ASSIGNED TASK: Using the material below, work out how many lines contain the word "back". Reply with the number and nothing more.

DATA EXTRACT:
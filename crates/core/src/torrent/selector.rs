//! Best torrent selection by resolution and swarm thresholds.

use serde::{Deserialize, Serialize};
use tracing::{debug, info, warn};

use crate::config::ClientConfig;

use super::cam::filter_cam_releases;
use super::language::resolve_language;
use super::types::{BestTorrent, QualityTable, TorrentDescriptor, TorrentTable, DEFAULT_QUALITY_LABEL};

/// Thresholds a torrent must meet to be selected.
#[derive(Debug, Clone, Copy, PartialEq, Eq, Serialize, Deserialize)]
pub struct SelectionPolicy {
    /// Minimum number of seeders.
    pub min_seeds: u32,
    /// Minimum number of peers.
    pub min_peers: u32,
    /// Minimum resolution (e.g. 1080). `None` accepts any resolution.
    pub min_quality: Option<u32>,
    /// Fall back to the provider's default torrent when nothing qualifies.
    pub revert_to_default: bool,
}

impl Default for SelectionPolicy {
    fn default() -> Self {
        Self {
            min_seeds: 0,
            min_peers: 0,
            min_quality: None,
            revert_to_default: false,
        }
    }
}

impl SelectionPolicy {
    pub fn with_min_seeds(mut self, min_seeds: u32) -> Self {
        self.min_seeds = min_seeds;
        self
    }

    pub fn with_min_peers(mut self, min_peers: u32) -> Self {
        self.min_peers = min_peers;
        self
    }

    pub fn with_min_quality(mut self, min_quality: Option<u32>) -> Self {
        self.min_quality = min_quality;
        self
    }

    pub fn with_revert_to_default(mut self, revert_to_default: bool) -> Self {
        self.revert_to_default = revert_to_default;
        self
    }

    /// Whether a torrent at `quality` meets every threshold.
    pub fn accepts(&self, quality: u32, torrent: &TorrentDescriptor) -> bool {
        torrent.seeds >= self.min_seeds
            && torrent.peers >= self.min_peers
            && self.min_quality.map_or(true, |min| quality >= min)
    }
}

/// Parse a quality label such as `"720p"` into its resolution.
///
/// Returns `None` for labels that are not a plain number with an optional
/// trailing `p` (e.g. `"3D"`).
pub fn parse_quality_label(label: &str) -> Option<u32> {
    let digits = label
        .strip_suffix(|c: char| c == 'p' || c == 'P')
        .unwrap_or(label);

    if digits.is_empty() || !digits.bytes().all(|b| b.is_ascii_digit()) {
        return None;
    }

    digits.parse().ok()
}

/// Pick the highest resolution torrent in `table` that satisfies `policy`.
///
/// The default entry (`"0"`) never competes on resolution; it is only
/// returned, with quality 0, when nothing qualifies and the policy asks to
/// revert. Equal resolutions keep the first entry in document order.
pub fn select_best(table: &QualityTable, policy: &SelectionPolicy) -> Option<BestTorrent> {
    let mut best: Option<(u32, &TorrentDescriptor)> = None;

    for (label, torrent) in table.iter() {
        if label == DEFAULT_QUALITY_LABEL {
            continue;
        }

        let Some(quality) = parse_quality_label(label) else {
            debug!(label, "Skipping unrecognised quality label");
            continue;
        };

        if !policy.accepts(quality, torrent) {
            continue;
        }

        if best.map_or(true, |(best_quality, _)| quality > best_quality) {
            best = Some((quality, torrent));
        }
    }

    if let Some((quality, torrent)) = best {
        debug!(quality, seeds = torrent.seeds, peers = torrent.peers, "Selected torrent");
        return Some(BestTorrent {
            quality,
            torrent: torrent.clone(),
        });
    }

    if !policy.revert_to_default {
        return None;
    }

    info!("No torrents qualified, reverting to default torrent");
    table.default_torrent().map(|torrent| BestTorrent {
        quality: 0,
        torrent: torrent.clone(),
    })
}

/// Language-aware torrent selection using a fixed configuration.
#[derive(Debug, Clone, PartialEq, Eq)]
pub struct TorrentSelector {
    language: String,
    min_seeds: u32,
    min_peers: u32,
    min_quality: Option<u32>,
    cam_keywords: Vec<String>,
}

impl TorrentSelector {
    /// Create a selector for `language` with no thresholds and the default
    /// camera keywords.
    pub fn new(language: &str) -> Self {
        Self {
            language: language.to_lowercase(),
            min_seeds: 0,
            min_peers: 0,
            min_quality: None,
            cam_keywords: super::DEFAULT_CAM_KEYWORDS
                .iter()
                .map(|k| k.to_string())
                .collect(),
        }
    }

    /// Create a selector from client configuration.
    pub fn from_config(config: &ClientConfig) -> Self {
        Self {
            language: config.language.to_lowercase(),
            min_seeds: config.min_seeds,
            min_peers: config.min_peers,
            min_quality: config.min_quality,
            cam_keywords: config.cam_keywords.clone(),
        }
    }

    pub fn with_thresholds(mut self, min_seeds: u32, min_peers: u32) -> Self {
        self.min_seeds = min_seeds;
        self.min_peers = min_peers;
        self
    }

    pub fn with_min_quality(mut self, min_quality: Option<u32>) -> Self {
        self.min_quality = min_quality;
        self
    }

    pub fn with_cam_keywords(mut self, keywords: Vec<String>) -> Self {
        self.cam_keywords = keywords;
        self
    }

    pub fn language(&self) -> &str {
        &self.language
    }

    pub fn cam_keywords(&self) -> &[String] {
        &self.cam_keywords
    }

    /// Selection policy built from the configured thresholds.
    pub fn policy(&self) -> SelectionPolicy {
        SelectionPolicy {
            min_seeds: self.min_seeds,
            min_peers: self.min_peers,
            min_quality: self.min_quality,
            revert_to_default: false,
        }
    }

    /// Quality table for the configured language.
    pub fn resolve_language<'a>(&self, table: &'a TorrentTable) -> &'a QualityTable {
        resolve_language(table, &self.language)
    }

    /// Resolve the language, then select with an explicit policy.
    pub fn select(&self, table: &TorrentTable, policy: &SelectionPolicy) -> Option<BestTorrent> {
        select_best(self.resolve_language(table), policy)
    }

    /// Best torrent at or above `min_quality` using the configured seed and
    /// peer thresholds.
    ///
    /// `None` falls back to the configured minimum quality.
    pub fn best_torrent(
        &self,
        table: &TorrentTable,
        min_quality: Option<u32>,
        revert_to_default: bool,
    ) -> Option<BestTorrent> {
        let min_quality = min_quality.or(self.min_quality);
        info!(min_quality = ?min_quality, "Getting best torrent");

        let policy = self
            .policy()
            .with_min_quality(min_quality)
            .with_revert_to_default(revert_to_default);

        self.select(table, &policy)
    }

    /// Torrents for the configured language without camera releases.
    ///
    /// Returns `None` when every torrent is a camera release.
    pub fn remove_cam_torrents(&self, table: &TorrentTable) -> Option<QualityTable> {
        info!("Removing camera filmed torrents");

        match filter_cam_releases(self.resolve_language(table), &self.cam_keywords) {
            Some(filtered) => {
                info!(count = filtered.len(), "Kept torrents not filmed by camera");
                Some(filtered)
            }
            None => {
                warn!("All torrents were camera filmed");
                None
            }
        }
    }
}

YOUR RESPONSE: 2